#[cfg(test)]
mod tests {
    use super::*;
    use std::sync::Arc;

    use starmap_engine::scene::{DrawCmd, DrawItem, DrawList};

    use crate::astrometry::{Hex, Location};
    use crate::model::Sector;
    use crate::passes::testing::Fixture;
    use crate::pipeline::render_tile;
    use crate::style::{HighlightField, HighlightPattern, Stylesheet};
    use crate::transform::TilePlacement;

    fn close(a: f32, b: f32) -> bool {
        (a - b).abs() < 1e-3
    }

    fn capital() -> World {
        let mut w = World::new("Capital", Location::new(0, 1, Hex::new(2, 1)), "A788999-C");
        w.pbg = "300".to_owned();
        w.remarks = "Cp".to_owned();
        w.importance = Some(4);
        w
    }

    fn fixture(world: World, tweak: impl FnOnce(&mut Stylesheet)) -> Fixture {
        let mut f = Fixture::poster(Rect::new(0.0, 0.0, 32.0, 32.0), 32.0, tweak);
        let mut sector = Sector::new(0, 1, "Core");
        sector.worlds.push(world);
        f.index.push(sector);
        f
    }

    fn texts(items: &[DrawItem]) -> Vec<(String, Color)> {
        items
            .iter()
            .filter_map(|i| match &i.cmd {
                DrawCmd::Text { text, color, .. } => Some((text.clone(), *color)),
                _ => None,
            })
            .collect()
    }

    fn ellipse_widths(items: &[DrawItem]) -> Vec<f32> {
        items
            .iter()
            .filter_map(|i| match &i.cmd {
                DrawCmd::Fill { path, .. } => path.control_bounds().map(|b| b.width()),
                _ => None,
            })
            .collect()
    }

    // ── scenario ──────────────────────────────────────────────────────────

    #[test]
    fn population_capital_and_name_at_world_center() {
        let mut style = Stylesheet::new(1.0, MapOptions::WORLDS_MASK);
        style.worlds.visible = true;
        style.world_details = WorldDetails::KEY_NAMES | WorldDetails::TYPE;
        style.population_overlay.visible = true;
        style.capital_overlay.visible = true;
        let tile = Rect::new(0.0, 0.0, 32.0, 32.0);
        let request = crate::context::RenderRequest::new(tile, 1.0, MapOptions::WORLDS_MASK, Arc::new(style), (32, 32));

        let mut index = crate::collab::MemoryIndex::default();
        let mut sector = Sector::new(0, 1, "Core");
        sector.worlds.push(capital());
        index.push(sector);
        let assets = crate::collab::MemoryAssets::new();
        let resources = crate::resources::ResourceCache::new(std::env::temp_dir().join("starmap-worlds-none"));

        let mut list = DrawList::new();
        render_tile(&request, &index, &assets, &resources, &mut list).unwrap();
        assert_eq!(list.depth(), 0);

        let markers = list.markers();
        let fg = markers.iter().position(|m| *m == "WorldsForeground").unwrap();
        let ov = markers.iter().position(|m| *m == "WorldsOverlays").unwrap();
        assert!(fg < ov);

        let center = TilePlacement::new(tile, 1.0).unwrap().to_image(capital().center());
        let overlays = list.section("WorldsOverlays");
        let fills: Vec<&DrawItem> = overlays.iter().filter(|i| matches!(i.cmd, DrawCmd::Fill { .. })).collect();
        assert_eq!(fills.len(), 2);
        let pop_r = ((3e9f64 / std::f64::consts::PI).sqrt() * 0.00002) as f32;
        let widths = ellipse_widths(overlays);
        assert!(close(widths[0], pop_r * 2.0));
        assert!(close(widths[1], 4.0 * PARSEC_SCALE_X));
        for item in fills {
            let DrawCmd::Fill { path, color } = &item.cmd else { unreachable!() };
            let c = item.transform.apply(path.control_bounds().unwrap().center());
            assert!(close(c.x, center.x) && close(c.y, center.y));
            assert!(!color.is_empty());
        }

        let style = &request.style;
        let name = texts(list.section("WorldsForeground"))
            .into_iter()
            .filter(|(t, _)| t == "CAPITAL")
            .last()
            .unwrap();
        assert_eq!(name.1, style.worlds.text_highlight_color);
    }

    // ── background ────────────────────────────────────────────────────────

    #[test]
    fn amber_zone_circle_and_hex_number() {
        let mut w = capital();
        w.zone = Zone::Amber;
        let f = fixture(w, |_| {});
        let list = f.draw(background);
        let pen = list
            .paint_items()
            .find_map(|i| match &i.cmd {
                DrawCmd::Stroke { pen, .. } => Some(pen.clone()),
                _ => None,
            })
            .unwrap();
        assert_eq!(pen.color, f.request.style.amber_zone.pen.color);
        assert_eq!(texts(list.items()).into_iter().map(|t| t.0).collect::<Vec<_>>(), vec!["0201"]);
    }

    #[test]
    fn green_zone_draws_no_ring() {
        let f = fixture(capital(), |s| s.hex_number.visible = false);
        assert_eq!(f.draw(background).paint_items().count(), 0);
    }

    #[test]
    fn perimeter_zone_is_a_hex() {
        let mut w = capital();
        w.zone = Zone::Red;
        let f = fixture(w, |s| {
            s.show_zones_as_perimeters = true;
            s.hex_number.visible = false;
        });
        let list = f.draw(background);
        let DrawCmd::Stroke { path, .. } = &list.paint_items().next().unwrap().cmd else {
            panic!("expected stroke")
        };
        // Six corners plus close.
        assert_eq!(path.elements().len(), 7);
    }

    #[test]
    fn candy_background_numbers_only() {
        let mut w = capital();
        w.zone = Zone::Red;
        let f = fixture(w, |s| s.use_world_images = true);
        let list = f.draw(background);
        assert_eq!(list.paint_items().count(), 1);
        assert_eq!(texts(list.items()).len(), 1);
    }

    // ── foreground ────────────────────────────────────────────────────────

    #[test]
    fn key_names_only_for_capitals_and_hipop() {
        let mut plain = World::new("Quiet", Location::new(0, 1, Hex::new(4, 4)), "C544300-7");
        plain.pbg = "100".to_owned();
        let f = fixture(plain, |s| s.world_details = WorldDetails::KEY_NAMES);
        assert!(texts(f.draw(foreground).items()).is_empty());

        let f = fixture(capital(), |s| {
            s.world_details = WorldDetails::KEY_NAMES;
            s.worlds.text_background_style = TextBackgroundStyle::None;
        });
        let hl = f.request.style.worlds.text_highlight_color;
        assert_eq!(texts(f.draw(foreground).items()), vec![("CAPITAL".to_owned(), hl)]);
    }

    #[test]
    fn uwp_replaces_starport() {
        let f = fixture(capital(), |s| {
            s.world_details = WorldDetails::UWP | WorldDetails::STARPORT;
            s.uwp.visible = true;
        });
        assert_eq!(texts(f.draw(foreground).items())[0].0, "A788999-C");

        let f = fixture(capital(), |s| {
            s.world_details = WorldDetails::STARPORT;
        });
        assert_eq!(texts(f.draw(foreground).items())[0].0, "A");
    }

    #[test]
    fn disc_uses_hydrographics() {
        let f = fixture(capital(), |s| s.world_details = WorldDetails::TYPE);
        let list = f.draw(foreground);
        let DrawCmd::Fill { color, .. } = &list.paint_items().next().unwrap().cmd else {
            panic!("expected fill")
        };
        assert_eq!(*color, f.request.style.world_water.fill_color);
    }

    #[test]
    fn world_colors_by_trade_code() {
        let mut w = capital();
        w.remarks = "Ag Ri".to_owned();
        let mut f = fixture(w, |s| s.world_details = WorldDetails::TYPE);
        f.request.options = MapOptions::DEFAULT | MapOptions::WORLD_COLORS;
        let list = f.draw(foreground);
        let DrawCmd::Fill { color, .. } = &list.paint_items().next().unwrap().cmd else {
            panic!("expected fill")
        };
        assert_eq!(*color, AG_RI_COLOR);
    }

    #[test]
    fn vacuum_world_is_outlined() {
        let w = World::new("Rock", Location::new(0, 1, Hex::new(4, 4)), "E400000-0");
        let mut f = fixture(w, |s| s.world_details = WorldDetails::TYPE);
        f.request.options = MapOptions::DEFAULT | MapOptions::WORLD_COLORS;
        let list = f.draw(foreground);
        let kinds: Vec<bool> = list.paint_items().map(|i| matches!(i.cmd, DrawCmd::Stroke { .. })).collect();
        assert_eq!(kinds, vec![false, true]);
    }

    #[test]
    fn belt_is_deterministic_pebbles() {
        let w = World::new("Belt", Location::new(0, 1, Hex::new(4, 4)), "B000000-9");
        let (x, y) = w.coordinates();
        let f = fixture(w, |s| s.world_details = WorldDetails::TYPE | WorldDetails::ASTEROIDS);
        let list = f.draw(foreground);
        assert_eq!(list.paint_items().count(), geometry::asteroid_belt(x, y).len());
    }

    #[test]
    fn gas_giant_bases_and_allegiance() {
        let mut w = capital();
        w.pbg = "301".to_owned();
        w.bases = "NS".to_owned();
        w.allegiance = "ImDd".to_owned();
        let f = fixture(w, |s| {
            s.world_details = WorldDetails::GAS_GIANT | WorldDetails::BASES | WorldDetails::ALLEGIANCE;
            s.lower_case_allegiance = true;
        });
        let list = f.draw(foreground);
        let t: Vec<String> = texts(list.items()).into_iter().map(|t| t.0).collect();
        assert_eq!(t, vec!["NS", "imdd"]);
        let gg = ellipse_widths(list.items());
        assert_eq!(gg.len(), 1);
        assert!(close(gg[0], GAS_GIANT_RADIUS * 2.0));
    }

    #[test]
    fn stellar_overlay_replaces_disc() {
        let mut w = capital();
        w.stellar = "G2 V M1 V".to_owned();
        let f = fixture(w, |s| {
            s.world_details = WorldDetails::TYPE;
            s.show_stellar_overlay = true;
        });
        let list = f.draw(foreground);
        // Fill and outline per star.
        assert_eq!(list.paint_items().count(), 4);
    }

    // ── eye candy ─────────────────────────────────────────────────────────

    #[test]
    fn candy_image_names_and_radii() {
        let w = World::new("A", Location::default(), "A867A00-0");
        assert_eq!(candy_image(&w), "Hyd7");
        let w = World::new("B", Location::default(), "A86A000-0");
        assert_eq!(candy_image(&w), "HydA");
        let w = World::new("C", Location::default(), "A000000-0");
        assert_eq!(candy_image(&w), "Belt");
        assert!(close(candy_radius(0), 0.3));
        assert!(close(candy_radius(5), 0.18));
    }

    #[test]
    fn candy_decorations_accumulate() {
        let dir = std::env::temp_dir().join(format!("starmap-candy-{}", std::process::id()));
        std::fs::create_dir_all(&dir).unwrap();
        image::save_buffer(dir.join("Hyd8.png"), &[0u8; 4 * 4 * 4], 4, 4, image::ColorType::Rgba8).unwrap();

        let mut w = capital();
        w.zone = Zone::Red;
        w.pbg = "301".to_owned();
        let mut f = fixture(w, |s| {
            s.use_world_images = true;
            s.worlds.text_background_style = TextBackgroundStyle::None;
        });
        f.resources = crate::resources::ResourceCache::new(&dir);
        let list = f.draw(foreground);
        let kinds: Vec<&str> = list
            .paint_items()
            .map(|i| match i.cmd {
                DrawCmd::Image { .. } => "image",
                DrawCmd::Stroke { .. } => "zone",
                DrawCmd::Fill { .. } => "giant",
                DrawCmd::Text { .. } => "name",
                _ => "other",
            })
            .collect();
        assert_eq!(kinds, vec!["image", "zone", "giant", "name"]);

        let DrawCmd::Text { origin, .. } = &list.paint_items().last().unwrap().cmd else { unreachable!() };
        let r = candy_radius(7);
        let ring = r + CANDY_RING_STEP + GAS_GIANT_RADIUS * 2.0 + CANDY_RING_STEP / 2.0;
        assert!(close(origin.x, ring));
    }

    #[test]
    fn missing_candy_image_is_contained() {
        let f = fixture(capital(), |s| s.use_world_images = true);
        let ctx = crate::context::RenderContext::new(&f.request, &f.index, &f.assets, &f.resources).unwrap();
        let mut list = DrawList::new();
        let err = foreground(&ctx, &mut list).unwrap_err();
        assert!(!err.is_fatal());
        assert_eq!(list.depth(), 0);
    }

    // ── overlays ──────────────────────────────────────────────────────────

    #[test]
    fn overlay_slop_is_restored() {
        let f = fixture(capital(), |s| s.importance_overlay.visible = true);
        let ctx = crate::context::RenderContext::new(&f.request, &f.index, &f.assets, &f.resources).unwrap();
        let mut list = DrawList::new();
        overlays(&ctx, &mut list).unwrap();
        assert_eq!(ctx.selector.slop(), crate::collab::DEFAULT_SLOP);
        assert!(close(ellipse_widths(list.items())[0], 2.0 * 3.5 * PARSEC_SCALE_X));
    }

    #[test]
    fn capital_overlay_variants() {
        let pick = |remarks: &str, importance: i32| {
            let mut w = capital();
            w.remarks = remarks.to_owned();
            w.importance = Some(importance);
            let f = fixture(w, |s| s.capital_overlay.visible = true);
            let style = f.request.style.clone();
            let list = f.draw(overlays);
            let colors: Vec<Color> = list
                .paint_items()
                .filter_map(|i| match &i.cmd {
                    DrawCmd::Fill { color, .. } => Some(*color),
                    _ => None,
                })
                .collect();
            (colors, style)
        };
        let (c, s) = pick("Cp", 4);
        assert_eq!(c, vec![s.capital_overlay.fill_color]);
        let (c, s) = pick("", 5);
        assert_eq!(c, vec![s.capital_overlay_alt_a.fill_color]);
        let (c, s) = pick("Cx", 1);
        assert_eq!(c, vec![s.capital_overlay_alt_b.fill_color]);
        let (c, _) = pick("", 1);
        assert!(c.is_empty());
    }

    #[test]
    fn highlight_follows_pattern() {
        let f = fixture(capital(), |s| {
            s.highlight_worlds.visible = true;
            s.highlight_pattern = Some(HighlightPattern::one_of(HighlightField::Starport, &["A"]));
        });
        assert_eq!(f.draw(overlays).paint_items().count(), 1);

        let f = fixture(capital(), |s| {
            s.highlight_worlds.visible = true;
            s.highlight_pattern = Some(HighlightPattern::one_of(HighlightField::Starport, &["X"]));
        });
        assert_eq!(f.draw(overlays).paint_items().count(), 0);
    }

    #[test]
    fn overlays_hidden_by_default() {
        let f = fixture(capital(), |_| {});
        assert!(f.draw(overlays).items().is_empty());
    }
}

□ □ □ □ □

List every line from the entries above in which "clone" appears.

                DrawCmd::Text { text, color, .. } => Some((text.clone(), *color)),
                DrawCmd::Stroke { pen, .. } => Some(pen.clone()),
            let style = f.request.style.clone();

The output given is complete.